(WHAT YOU ARE ASKED TO DO): Using the data below, report how many lines hold the word "minute". Include nothing else in the reply.

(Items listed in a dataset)
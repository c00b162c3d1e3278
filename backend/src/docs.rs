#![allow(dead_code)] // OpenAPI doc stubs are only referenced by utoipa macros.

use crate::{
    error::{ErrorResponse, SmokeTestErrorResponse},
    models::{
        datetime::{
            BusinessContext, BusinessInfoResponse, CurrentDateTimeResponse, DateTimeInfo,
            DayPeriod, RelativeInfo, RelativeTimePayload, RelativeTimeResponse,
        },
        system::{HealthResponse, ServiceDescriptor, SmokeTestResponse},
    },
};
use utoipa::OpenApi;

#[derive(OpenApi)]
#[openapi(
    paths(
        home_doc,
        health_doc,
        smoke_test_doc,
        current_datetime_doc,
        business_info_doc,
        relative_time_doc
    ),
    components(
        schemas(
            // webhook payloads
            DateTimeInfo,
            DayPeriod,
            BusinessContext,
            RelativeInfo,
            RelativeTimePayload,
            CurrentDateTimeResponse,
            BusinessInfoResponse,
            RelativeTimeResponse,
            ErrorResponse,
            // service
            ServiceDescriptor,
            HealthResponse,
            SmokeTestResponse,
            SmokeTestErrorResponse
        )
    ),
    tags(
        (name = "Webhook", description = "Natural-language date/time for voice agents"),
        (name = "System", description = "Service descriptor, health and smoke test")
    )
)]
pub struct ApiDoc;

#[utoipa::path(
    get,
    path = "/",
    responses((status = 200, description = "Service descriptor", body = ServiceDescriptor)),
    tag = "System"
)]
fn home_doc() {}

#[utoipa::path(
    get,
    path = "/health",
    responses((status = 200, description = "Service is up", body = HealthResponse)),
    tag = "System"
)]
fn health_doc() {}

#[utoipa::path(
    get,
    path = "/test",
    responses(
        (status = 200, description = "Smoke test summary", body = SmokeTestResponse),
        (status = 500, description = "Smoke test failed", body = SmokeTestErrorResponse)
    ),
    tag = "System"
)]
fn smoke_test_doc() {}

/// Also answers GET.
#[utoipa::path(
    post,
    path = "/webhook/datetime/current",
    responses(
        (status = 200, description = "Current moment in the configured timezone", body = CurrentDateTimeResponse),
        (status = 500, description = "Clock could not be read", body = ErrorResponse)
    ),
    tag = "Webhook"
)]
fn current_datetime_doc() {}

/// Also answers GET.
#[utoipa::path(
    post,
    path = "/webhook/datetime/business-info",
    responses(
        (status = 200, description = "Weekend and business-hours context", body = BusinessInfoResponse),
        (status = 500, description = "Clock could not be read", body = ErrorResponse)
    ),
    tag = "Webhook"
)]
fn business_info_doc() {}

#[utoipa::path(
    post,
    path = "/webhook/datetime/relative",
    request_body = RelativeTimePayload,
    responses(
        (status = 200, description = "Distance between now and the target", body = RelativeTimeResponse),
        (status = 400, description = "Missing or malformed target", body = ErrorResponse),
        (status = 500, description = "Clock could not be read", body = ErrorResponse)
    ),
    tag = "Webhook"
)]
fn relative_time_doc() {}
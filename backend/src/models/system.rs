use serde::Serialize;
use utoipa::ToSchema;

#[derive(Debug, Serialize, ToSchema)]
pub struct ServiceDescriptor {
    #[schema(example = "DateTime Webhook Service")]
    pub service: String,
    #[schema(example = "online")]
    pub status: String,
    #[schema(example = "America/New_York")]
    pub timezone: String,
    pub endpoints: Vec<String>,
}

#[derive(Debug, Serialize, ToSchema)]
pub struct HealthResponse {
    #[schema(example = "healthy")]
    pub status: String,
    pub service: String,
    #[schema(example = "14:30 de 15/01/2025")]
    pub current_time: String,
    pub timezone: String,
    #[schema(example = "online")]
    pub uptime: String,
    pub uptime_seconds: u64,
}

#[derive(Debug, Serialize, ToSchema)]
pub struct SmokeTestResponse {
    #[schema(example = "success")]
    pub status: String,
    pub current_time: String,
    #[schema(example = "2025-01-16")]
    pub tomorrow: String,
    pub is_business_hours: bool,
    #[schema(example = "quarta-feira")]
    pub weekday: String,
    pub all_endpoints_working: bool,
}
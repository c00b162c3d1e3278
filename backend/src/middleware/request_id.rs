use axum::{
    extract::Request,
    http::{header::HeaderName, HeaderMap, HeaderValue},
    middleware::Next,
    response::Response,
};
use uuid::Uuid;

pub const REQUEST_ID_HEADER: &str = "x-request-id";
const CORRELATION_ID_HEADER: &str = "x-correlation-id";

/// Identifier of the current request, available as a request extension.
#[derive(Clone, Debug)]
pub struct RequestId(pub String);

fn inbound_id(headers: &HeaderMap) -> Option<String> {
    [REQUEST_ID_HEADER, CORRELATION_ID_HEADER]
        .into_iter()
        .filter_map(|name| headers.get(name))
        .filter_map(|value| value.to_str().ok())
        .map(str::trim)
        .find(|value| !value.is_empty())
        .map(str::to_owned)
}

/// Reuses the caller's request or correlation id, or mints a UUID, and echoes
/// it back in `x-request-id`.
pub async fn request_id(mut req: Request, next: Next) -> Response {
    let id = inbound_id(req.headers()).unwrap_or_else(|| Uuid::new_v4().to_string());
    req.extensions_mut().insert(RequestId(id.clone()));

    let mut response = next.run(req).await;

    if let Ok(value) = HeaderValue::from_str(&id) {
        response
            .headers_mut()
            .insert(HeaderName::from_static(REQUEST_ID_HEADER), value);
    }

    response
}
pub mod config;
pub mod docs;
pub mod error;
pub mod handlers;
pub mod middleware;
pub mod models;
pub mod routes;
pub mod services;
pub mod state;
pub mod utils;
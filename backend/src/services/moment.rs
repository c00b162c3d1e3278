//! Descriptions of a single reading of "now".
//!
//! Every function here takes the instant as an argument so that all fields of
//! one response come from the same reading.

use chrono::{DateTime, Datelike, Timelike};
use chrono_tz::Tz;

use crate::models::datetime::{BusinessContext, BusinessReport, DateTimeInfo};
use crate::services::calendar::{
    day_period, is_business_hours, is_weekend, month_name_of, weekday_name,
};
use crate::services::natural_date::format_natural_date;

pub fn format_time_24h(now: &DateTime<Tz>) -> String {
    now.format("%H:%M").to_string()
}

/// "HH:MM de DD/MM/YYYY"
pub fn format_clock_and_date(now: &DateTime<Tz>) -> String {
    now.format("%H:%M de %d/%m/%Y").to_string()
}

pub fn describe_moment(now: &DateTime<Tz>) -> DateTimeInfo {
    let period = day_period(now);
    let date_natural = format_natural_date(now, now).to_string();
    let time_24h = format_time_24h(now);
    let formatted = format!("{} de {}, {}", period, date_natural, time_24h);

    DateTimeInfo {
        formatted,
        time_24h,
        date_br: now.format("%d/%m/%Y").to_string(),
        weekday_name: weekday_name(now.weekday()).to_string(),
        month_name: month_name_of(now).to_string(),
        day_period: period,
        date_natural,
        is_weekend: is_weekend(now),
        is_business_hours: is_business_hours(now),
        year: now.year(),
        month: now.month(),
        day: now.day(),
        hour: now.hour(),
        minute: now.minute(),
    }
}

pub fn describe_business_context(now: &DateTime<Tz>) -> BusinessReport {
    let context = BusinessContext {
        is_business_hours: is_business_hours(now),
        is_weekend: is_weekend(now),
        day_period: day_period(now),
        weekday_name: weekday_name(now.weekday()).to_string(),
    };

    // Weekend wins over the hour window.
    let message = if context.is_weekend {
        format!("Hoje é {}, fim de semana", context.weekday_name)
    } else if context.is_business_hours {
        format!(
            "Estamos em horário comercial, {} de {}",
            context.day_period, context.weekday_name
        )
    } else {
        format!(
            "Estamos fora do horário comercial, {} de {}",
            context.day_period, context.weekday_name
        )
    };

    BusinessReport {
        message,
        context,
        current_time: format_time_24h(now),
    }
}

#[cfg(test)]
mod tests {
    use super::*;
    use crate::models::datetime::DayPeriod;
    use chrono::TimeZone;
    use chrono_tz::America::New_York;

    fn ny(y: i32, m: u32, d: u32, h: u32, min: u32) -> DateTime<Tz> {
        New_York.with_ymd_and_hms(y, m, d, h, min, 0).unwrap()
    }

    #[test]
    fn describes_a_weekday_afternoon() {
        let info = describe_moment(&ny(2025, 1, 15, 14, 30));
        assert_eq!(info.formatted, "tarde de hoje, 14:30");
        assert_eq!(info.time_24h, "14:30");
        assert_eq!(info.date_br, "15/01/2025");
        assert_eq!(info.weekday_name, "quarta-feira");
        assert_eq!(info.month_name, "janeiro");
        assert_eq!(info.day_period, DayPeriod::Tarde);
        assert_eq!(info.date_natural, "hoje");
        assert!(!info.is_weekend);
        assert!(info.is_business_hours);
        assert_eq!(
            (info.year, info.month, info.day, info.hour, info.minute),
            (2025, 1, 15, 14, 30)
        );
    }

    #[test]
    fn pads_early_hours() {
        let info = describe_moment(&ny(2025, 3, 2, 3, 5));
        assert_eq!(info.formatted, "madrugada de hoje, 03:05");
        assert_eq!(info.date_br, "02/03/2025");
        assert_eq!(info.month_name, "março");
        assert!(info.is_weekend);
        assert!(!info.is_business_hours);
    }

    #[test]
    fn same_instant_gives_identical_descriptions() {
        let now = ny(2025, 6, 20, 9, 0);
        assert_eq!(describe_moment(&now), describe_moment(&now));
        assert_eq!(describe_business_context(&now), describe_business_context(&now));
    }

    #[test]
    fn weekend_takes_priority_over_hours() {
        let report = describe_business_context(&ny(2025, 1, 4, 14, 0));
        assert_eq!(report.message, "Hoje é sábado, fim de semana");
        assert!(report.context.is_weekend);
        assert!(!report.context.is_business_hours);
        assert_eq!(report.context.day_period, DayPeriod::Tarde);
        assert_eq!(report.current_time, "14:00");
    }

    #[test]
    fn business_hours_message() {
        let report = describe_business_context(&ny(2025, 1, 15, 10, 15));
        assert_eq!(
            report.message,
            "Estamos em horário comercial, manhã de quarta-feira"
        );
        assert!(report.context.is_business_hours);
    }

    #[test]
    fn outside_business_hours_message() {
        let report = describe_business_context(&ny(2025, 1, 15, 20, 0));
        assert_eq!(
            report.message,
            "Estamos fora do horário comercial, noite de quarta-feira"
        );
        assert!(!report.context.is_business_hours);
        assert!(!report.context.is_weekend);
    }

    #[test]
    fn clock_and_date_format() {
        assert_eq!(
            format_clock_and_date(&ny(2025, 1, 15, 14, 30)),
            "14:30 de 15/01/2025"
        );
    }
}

(EXERCISE SOLUTION): 2